# [Prompt]
For the material below, return exactly the lines starting at the one holding "filename src/db/relations.rs" and ending at the one holding "for id in ids", counting both as part of the range.

# [Provided information]
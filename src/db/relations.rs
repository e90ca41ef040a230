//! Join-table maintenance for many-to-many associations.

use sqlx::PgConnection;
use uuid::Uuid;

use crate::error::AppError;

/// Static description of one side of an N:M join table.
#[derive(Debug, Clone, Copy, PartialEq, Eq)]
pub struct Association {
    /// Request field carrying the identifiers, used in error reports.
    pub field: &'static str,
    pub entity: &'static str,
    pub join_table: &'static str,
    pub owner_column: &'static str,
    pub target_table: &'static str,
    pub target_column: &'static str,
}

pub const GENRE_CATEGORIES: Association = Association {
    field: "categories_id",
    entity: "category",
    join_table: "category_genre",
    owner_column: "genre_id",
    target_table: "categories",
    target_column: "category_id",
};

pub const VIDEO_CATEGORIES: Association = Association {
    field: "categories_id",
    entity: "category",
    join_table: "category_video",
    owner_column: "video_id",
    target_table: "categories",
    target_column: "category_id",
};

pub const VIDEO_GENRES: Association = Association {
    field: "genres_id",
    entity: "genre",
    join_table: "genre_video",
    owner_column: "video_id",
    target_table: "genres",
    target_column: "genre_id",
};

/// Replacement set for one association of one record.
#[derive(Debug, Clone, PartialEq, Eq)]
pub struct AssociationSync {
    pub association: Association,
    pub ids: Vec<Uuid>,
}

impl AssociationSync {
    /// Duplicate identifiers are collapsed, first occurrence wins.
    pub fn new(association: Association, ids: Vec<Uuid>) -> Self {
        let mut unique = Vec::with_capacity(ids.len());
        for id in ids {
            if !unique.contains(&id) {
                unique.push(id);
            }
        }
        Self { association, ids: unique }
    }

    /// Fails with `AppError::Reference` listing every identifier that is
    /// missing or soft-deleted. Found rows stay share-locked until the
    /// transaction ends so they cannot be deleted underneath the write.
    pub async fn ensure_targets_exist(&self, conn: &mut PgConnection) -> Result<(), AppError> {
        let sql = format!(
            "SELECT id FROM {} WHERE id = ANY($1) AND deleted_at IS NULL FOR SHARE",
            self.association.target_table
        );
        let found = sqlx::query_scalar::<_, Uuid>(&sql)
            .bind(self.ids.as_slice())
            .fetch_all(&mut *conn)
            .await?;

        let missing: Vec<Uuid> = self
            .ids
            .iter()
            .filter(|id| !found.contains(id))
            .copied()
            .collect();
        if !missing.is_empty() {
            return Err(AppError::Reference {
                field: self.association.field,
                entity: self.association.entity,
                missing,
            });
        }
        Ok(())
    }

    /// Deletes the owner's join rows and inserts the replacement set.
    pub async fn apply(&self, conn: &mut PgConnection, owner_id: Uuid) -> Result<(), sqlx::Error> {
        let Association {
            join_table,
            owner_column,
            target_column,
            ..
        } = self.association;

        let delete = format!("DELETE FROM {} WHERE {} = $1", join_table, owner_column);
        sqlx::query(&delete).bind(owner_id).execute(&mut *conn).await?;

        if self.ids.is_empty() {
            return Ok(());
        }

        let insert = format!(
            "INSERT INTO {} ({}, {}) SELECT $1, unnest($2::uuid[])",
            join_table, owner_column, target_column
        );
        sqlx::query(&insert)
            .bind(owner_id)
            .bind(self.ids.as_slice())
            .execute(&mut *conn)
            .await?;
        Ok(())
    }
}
==
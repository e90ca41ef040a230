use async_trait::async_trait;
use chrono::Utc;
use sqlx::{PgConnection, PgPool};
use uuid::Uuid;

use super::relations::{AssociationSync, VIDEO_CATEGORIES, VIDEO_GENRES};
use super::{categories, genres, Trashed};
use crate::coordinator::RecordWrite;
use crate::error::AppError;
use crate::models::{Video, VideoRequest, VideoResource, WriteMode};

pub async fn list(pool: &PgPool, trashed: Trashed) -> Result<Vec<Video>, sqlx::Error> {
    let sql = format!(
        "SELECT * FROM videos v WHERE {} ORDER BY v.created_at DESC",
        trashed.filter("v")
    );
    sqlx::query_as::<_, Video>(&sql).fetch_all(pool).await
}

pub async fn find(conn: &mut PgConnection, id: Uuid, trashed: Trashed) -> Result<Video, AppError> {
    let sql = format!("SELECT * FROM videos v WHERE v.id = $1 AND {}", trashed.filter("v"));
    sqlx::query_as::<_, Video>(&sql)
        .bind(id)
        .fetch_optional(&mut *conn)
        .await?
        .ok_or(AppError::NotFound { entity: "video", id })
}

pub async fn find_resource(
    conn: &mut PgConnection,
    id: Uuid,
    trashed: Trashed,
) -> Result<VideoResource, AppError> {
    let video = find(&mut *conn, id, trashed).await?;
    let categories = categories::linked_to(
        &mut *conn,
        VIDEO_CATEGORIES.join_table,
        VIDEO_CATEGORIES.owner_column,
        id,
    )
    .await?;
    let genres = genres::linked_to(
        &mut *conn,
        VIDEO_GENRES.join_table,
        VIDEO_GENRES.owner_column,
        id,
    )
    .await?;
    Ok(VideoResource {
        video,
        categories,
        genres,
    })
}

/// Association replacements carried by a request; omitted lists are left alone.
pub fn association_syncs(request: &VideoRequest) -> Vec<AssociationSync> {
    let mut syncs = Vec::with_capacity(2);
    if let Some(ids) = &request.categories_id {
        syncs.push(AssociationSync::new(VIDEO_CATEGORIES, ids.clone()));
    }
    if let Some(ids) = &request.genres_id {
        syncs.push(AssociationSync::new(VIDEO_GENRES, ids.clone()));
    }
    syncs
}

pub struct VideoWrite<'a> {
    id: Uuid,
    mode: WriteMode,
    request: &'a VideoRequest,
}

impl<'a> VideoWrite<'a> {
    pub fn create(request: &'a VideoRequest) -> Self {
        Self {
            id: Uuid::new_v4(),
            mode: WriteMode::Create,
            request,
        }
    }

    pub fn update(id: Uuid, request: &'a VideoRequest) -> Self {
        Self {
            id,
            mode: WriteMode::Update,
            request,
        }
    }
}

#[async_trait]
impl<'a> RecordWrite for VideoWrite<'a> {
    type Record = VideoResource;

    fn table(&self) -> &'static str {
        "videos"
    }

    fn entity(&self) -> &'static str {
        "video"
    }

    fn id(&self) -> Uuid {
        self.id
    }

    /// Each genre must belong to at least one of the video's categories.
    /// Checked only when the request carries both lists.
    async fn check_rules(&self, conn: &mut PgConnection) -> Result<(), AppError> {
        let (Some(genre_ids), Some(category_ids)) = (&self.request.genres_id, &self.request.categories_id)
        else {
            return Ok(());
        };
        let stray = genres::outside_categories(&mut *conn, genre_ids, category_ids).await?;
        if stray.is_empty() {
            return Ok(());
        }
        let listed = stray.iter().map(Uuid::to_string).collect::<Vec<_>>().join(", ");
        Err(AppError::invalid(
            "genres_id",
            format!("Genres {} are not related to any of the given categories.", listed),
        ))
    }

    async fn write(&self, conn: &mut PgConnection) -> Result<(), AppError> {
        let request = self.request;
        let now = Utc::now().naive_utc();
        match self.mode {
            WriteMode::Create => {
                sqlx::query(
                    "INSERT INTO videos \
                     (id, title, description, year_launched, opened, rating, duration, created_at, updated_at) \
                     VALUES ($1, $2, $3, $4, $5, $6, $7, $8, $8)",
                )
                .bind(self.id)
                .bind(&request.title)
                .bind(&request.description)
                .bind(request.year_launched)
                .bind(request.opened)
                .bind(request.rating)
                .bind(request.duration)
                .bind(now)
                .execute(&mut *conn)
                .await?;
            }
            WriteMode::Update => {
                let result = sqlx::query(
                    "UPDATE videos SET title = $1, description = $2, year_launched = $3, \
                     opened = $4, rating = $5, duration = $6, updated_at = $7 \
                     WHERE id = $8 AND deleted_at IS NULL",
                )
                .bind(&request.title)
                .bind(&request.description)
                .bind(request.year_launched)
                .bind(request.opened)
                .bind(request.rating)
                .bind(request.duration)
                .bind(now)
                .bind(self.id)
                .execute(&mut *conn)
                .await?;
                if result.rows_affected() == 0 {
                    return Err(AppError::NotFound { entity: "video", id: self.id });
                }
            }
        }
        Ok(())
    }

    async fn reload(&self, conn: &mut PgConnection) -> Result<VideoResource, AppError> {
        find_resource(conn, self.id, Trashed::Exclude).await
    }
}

# [Solution]
filename src/db/relations.rs
repository e90ca41ef040a230
//! Join-table maintenance for many-to-many associations.

use sqlx::PgConnection;
use uuid::Uuid;

use crate::error::AppError;

/// Static description of one side of an N:M join table.
#[derive(Debug, Clone, Copy, PartialEq, Eq)]
pub struct Association {
    /// Request field carrying the identifiers, used in error reports.
    pub field: &'static str,
    pub entity: &'static str,
    pub join_table: &'static str,
    pub owner_column: &'static str,
    pub target_table: &'static str,
    pub target_column: &'static str,
}

pub const GENRE_CATEGORIES: Association = Association {
    field: "categories_id",
    entity: "category",
    join_table: "category_genre",
    owner_column: "genre_id",
    target_table: "categories",
    target_column: "category_id",
};

pub const VIDEO_CATEGORIES: Association = Association {
    field: "categories_id",
    entity: "category",
    join_table: "category_video",
    owner_column: "video_id",
    target_table: "categories",
    target_column: "category_id",
};

pub const VIDEO_GENRES: Association = Association {
    field: "genres_id",
    entity: "genre",
    join_table: "genre_video",
    owner_column: "video_id",
    target_table: "genres",
    target_column: "genre_id",
};

/// Replacement set for one association of one record.
#[derive(Debug, Clone, PartialEq, Eq)]
pub struct AssociationSync {
    pub association: Association,
    pub ids: Vec<Uuid>,
}

impl AssociationSync {
    /// Duplicate identifiers are collapsed, first occurrence wins.
    pub fn new(association: Association, ids: Vec<Uuid>) -> Self {
        let mut unique = Vec::with_capacity(ids.len());
        for id in ids {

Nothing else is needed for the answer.